**Required action**
Only the lines from the beginning of the data below through the line that contains "Quiz file contents." should be repeated, exactly as written.

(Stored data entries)
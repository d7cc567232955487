//! Quiz file loading.
//!
//! A quiz file is TOML: an optional default roster, quiz-wide timing and
//! the rounds with their questions. Resolving a quiz against a roster
//! yields validated [`Settings`].

use crate::duel::{PlayerId, Question, Round, Settings, TimeLimits};
use derive_getters::Getters;
use derive_more::{Display, Error};
use serde::{Deserialize, Serialize};
use std::path::Path;
use std::time::Duration;
use tracing::{debug, info, instrument};

/// Quiz file contents.
#[derive(Debug, Clone, Getters, Serialize, Deserialize)]
pub struct QuizConfig {
    /// Roster used when none is given explicitly.
    #[serde(default)]
    players: Vec<String>,

    /// Quiz-wide windows.
    #[serde(default)]
    timing: TimingConfig,

    /// Rounds in play order.
    #[serde(default)]
    rounds: Vec<RoundConfig>,
}

/// Quiz-wide capture and answer windows, in seconds.
#[derive(Debug, Clone, Copy, Getters, Serialize, Deserialize)]
pub struct TimingConfig {
    /// Capture window.
    #[serde(default = "default_capture_secs")]
    capture_secs: u64,

    /// Answer window.
    #[serde(default = "default_answer_secs")]
    answer_secs: u64,
}

impl Default for TimingConfig {
    fn default() -> Self {
        Self {
            capture_secs: default_capture_secs(),
            answer_secs: default_answer_secs(),
        }
    }
}

fn default_capture_secs() -> u64 {
    crate::duel::DEFAULT_CAPTURE_TIME_LIMIT.as_secs()
}

fn default_answer_secs() -> u64 {
    crate::duel::DEFAULT_ANSWER_TIME_LIMIT.as_secs()
}

/// One round of the quiz file.
#[derive(Debug, Clone, Getters, Serialize, Deserialize)]
pub struct RoundConfig {
    /// Round id.
    id: u64,

    /// Questions in presentation order.
    #[serde(default)]
    questions: Vec<QuestionConfig>,
}

/// One question of the quiz file.
#[derive(Debug, Clone, Getters, Serialize, Deserialize)]
pub struct QuestionConfig {
    /// Question id, unique across the quiz.
    id: u64,

    /// Points at stake.
    points: u32,

    /// Reference answer.
    answer: String,

    /// Capture window override in seconds.
    capture_secs: Option<u64>,

    /// Answer window override in seconds.
    answer_secs: Option<u64>,
}

impl QuizConfig {
    /// Loads a quiz from a TOML file.
    #[instrument(skip(path), fields(path = %path.as_ref().display()))]
    pub fn from_file(path: impl AsRef<Path>) -> Result<Self, ConfigError> {
        debug!("Loading quiz from file");
        let content = std::fs::read_to_string(path.as_ref())
            .map_err(|e| ConfigError::new(format!("Failed to read quiz file: {}", e)))?;
        Self::from_toml_str(&content)
    }

    /// Parses a quiz from TOML text.
    #[instrument(skip(content))]
    pub fn from_toml_str(content: &str) -> Result<Self, ConfigError> {
        let config: Self = toml::from_str(content)
            .map_err(|e| ConfigError::new(format!("Failed to parse quiz: {}", e)))?;
        info!(
            rounds = config.rounds.len(),
            players = config.players.len(),
            "Quiz loaded"
        );
        Ok(config)
    }

    /// Resolves the quiz into session settings.
    ///
    /// Uses `roster` when non-empty, otherwise the file's own roster.
    ///
    /// # Errors
    ///
    /// Returns [`ConfigError`] wrapping the settings validation failure.
    #[instrument(skip(self, roster))]
    pub fn resolve(&self, roster: &[String]) -> Result<Settings, ConfigError> {
        let names = if roster.is_empty() {
            self.players.as_slice()
        } else {
            roster
        };
        let players = names.iter().map(PlayerId::new).collect();

        let rounds = self
            .rounds
            .iter()
            .map(|round| {
                let questions = round.questions.iter().map(QuestionConfig::to_question).collect();
                Round::new(round.id, questions)
            })
            .collect();

        let limits = TimeLimits::new(
            Duration::from_secs(self.timing.capture_secs),
            Duration::from_secs(self.timing.answer_secs),
        );

        Settings::resolve(players, rounds, limits)
            .map_err(|e| ConfigError::new(format!("Invalid quiz: {}", e)))
    }
}

impl QuestionConfig {
    fn to_question(&self) -> Question {
        let mut question = Question::new(self.id, self.points, self.answer.clone());
        if let Some(secs) = self.capture_secs {
            question = question.with_capture_time_limit(Duration::from_secs(secs));
        }
        if let Some(secs) = self.answer_secs {
            question = question.with_answer_time_limit(Duration::from_secs(secs));
        }
        question
    }
}

/// Configuration error.
#[derive(Debug, Clone, Display, Error)]
#[display("Config error: {} at {}:{}", message, file, line)]
pub struct ConfigError {
    /// Error message.
    pub message: String,
    /// Line number where error occurred.
    pub line: u32,
    /// Source file where error occurred.
    pub file: &'static str,
}

impl ConfigError {
    /// Creates a new configuration error.
    #[track_caller]
    #[instrument(skip(message))]
    pub fn new(message: String) -> Self {
        let loc = std::panic::Location::caller();
        Self {
            message,
            line: loc.line(),
            file: loc.file(),
        }
    }
}

#[cfg(test)]
mod tests {
    use super::*;

    const QUIZ: &str = r#"
players = ["alice", "bob"]

[timing]
capture_secs = 5

[[rounds]]
id = 1

[[rounds.questions]]
id = 1
points = 100
answer = "Paris"

[[rounds.questions]]
id = 2
points = 200
answer = "Rome"
answer_secs = 45
"#;

    #[test]
    fn test_parse_and_resolve_with_file_roster() {
        let config = QuizConfig::from_toml_str(QUIZ).unwrap();
        let settings = config.resolve(&[]).unwrap();
        assert_eq!(settings.players().len(), 2);
        assert_eq!(settings.question_count(), 2);
        assert_eq!(*settings.time_limits().capture(), Duration::from_secs(5));
        assert_eq!(
            *settings.time_limits().answer(),
            crate::duel::DEFAULT_ANSWER_TIME_LIMIT
        );
    }

    #[test]
    fn test_explicit_roster_wins() {
        let config = QuizConfig::from_toml_str(QUIZ).unwrap();
        let settings = config
            .resolve(&["x".to_string(), "y".to_string(), "z".to_string()])
            .unwrap();
        assert_eq!(settings.players()[2], PlayerId::from("z"));
    }

    #[test]
    fn test_question_override_is_applied() {
        let config = QuizConfig::from_toml_str(QUIZ).unwrap();
        let settings = config.resolve(&[]).unwrap();
        let question = settings.question(crate::duel::QuestionId::new(2)).unwrap();
        assert_eq!(settings.answer_time_limit(question), Duration::from_secs(45));
    }

    #[test]
    fn test_malformed_toml_is_rejected() {
        let err = QuizConfig::from_toml_str("rounds = 3").unwrap_err();
        assert!(err.message.contains("Failed to parse quiz"));
    }

    #[test]
    fn test_empty_quiz_is_rejected_at_resolve() {
        let config = QuizConfig::from_toml_str("players = [\"a\"]").unwrap();
        let err = config.resolve(&[]).unwrap_err();
        assert!(err.message.contains("no rounds"));
    }
}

**Written reply**
repository d7cc567232955487
//! Quiz file loading.
//!
//! A quiz file is TOML: an optional default roster, quiz-wide timing and
//! the rounds with their questions. Resolving a quiz against a roster
//! yields validated [`Settings`].

use crate::duel::{PlayerId, Question, Round, Settings, TimeLimits};
use derive_getters::Getters;
use derive_more::{Display, Error};
use serde::{Deserialize, Serialize};
use std::path::Path;
use std::time::Duration;
use tracing::{debug, info, instrument};

/// Quiz file contents.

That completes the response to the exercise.